*Exercise description:* Lines containing the word "application" are to be copied from the data below.

*Supplied data:*
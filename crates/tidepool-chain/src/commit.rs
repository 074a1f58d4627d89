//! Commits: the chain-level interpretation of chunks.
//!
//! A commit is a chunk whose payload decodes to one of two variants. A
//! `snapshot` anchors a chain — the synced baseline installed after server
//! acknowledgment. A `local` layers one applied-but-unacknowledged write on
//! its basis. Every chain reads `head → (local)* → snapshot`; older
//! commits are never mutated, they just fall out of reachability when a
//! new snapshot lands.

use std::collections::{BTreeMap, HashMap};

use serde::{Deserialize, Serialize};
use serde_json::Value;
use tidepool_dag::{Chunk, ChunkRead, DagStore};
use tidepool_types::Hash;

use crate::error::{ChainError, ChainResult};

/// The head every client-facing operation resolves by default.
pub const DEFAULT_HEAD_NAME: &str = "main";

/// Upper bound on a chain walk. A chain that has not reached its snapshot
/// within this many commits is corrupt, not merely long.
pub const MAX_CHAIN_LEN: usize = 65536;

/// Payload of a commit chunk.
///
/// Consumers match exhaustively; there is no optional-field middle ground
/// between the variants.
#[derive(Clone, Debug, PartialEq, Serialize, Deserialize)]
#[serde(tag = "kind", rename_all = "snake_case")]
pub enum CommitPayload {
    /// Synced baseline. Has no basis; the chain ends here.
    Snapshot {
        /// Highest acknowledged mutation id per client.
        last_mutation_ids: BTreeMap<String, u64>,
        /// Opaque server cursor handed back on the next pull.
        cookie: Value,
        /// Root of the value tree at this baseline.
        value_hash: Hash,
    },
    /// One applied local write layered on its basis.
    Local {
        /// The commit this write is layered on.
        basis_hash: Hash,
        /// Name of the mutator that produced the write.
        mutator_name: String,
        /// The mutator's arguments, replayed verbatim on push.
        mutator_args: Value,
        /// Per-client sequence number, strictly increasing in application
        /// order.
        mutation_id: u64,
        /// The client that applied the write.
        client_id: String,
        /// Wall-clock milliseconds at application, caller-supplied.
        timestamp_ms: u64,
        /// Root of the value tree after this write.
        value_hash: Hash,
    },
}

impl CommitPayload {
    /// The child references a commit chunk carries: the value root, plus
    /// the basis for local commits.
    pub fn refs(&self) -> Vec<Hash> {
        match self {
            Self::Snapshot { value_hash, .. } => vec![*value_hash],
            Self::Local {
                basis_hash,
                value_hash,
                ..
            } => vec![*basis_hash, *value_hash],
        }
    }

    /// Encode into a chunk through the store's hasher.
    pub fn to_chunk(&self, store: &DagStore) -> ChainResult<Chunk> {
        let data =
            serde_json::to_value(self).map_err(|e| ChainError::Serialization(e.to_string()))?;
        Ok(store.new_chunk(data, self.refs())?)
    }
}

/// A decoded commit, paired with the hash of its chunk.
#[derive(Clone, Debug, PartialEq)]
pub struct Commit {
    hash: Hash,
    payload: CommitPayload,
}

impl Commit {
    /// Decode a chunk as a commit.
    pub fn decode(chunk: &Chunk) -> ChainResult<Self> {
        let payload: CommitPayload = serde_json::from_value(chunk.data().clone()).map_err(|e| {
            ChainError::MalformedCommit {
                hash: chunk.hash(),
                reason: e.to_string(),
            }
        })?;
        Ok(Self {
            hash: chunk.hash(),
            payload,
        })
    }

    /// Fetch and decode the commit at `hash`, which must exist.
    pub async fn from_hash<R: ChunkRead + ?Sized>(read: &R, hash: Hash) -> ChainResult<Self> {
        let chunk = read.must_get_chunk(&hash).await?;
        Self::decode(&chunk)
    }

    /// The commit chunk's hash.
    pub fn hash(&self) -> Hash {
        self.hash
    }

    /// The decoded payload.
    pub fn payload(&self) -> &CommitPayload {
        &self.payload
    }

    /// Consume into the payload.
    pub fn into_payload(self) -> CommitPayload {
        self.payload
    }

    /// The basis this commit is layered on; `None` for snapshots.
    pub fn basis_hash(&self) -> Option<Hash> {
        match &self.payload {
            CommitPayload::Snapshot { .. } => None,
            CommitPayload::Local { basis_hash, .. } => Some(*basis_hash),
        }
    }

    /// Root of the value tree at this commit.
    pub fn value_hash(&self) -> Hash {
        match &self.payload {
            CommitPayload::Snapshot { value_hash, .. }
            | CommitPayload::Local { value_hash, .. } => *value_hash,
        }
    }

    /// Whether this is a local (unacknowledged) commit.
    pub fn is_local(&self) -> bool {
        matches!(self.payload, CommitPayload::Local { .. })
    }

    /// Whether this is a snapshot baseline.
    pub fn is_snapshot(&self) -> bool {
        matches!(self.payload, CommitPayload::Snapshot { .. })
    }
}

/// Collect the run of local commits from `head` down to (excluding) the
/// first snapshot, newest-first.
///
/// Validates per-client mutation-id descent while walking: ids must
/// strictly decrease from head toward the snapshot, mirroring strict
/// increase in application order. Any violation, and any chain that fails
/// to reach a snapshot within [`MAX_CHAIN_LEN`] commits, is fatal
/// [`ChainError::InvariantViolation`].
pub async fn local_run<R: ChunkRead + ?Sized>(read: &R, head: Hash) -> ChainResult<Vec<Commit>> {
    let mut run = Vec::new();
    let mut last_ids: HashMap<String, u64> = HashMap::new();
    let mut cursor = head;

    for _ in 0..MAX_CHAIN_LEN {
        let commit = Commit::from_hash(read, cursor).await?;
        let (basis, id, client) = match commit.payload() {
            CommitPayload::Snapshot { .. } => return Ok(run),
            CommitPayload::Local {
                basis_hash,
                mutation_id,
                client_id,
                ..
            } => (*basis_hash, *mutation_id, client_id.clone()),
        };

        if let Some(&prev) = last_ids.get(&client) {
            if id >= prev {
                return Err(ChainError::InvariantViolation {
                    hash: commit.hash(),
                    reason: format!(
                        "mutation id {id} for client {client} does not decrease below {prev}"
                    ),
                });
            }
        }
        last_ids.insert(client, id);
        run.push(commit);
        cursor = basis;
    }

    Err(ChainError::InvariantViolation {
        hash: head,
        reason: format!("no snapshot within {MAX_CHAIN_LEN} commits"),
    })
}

*Solution to this problem:*
        /// Per-client sequence number, strictly increasing in application
        /// Wall-clock milliseconds at application, caller-supplied.
/// increase in application order. Any violation, and any chain that fails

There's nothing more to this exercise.